First, here’s a rough typology of the lies upon which the sales job for the Republicans’ wasteful, regressive tax cut is based.

  1. The tax cut won’t help the rich. 1a. It won’t help Trump.
  2. The tax cut will generate enough growth to pay for itself. 2a. Sec’y Mnuchin’s now going beyond this, claiming that it will raise more revenue than it loses. (Here’s what I think’s going on there.)
  3. Most of the benefits of the tax cut will go to the middle class.

Lies, lies, lies. And while it’s early days, and much could change, My impression is that a lot of people outside of DC Republicans aren’t buying them. The media and the Twitterverse is especially lit up with lies #1 and #2. In fact, here’s the NYT doing some calculations on lie 1b (“Trump could save more than $1 billion under his new tax plan”; that’s mostly due to eliminating the estate tax).
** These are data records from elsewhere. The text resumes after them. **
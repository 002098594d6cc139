//! Envelope signature primitives.
//!
//! Transactions entering the handler pipeline carry ECDSA signatures over the
//! SHA-256 digest of the raw envelope bytes. Verification happens during the
//! stateless `validate` stage; signing lives here too so client-side tooling
//! and tests share one implementation.

use secp256k1::{ecdsa::Signature, Message, PublicKey, SecretKey, SECP256K1};
use sha2::{Digest, Sha256};

use crate::{
    buf::{Buf32, Buf33, Buf64},
    errors::CryptoError,
};

/// Computes the signing digest for a raw envelope payload.
pub fn payload_digest(payload: &[u8]) -> Buf32 {
    let digest = Sha256::digest(payload);
    Buf32::new(digest.into())
}

/// Signs a digest with the given secret key, returning a compact signature.
pub fn sign_digest(sk: &SecretKey, digest: &Buf32) -> Buf64 {
    let msg = Message::from_digest(*digest.as_ref());
    let sig = SECP256K1.sign_ecdsa(&msg, sk);
    Buf64::new(sig.serialize_compact())
}

/// Verifies a compact signature over a digest against a compressed pubkey.
pub fn verify_sig(pubkey: &Buf33, digest: &Buf32, sig: &Buf64) -> Result<(), CryptoError> {
    let pk = PublicKey::from_slice(pubkey.as_bytes()).map_err(|_| CryptoError::InvalidPubkey)?;
    let sig =
        Signature::from_compact(sig.as_bytes()).map_err(|_| CryptoError::MalformedSignature)?;
    let msg = Message::from_digest(*digest.as_ref());
    SECP256K1
        .verify_ecdsa(&msg, &sig, &pk)
        .map_err(|_| CryptoError::BadSignature)
}

/// Returns the compressed pubkey for a secret key.
pub fn pubkey_for(sk: &SecretKey) -> Buf33 {
    let pk = PublicKey::from_secret_key(SECP256K1, sk);
    Buf33::new(pk.serialize())
}
//! Lock transaction handler.

use bitcoin::Transaction;
use pegbridge_tracker_types::{ParticipantTable, Tracker};
use pegbridge_txs::{
    decode_payload, validate_basic, validate_fee, Lock, Payload, RawTx, Response, SignedTx,
    TxError, TxType,
};
use tracing::debug;

use crate::{context::HandlerContext, fees::basic_fee_handling, registry::TxHandler};

/// Fee multiplier for lock transactions.
const LOCK_FEE_MULTIPLIER: u64 = 1;

pub struct LockHandler;

/// Loads the named tracker, creating a fresh one for an unknown name.
///
/// Trackers come into existence implicitly with the first lock that
/// references them.
fn load_or_create_tracker(ctx: &HandlerContext, lock: &Lock) -> Result<Tracker, TxError> {
    Ok(ctx
        .trackers()
        .get_tracker(&lock.tracker_name)?
        .unwrap_or_else(|| Tracker::new(lock.tracker_name.clone())))
}

/// The mutation both check and deliver funnel through. Returns the mutated
/// tracker; only deliver persists it.
fn run_lock(ctx: &HandlerContext, lock: &Lock) -> Result<(Tracker, Response), TxError> {
    let mut tracker = load_or_create_tracker(ctx, lock)?;
    if !tracker.is_available() {
        return Err(TxError::TrackerUnavailable(lock.tracker_name.clone()));
    }

    // Capture the validator snapshot; quorum is computed once here and never
    // recomputed for this process instance.
    let participants = ParticipantTable::from_entries(ctx.validators().current_set())?;
    debug!(
        tracker = %lock.tracker_name,
        participants = participants.len(),
        threshold = participants.threshold(),
        "reserving tracker for lock"
    );

    tracker.begin_lock(
        lock.locker,
        lock.external_tx.clone(),
        lock.lock_amount,
        participants,
    )?;

    let response = Response {
        log: format!("tracker {} reserved for lock", lock.tracker_name),
        info: format!("pending balance: {}", tracker.process().expect("just reserved").balance()),
        ..Default::default()
    }
    .tagged(lock.tags());
    Ok((tracker, response))
}

impl TxHandler for LockHandler {
    fn tx_type(&self) -> TxType {
        TxType::Lock
    }

    fn validate(&self, ctx: &HandlerContext, stx: &SignedTx) -> Result<(), TxError> {
        let lock: Lock = decode_payload(&stx.raw.payload)?;
        validate_basic(&stx.raw.raw_bytes(), &lock.signers(), &stx.signatures)?;
        validate_fee(&ctx.min_fee()?, &stx.raw.fee)?;

        let tracker = load_or_create_tracker(ctx, &lock)?;
        if !tracker.is_available() {
            return Err(TxError::TrackerUnavailable(lock.tracker_name.clone()));
        }

        let tx: Transaction = (&lock.external_tx)
            .try_into()
            .map_err(|_| TxError::MissingData("malformed external transaction".to_owned()))?;
        tracker.validate_lock_tx(&tx, lock.lock_amount)?;

        Ok(())
    }

    fn process_check(&self, ctx: &HandlerContext, tx: &RawTx) -> Result<Response, TxError> {
        let lock: Lock = decode_payload(&tx.payload)?;
        // Check never commits; the mutated tracker is dropped.
        let (_, response) = run_lock(ctx, &lock)?;
        Ok(response)
    }

    fn process_deliver(&self, ctx: &HandlerContext, tx: &RawTx) -> Result<Response, TxError> {
        let lock: Lock = decode_payload(&tx.payload)?;
        let (tracker, response) = run_lock(ctx, &lock)?;
        ctx.trackers().put_tracker(tracker)?;
        Ok(response)
    }

    fn process_fee(
        &self,
        ctx: &HandlerContext,
        stx: &SignedTx,
        size: u64,
    ) -> Result<Response, TxError> {
        basic_fee_handling(ctx, stx, size, LOCK_FEE_MULTIPLIER)
    }
}
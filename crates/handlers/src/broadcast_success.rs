//! Broadcast-success (internal bookkeeping) transaction handler.

use pegbridge_tracker_types::Tracker;
use pegbridge_txs::{
    decode_payload, validate_basic, BroadcastSuccess, Payload, RawTx, Response, SignedTx, TxError,
    TxType,
};
use tracing::info;

use crate::{context::HandlerContext, registry::TxHandler};

pub struct BroadcastSuccessHandler;

/// The mutation both check and deliver funnel through: commit the broadcast
/// txid as the new custody-chain tip and recycle the tracker.
fn run_broadcast_success(
    ctx: &HandlerContext,
    report: &BroadcastSuccess,
) -> Result<(Tracker, Response), TxError> {
    let mut tracker = ctx
        .trackers()
        .get_tracker(&report.tracker_name)?
        .ok_or_else(|| TxError::TrackerUnavailable(report.tracker_name.clone()))?;

    tracker.recycle(report.external_txid)?;

    let response = Response {
        log: format!(
            "tracker {} recycled after broadcast {}",
            report.tracker_name, report.external_txid
        ),
        ..Default::default()
    }
    .tagged(report.tags());
    Ok((tracker, response))
}

impl TxHandler for BroadcastSuccessHandler {
    fn tx_type(&self) -> TxType {
        TxType::BroadcastSuccess
    }

    fn validate(&self, _ctx: &HandlerContext, stx: &SignedTx) -> Result<(), TxError> {
        let report: BroadcastSuccess = decode_payload(&stx.raw.payload)?;
        validate_basic(&stx.raw.raw_bytes(), &report.signers(), &stx.signatures)?;
        Ok(())
    }

    fn process_check(&self, ctx: &HandlerContext, tx: &RawTx) -> Result<Response, TxError> {
        let report: BroadcastSuccess = decode_payload(&tx.payload)?;
        let (_, response) = run_broadcast_success(ctx, &report)?;
        Ok(response)
    }

    fn process_deliver(&self, ctx: &HandlerContext, tx: &RawTx) -> Result<Response, TxError> {
        let report: BroadcastSuccess = decode_payload(&tx.payload)?;
        let (tracker, response) = run_broadcast_success(ctx, &report)?;
        ctx.trackers().put_tracker(tracker)?;
        info!(tracker = %report.tracker_name, txid = %report.external_txid, "custody chain advanced");
        Ok(response)
    }

    fn process_fee(
        &self,
        _ctx: &HandlerContext,
        _stx: &SignedTx,
        _size: u64,
    ) -> Result<Response, TxError> {
        // Internal transaction, fee exempt.
        Ok(Response::default())
    }
}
Also, on #1, see the Tax Policy Center’s take on the benefits to the wealthy:

  • The top 1 percent of households (those with incomes above $730,000) would get about 53 percent of the framework’s net tax cuts, or roughly $130,000 a year on average.
  • The top 0.1 percent of households (those with incomes above $3.4 million) would get roughly 30 percent of the framework’s net tax cuts, or about $720,000 a year, on average.

This analysis also applies to the reduction in the tax rate (from about 40 to 25 percent) for business pass-through income, which the R’s are trying to sell as helping small businesses. In fact, 86 percent of pass-throughs are already taxed at 25 percent or less. Chuck Marr reports that “79 percent of the benefit of this tax cut would flow to filers with incomes above $1 million.  The 400 households with the highest incomes would receive an average tax cut of $5.5 million from this provision alone.”

Re #3, since most of the cuts go to the top, there’s not much left to trickle down to the middle class, but the tax cutters are making a big deal out of how their plan to double the standard deduction (or, to increase the zero tax bracket) will help lower income families. And, no question, some will benefit from that.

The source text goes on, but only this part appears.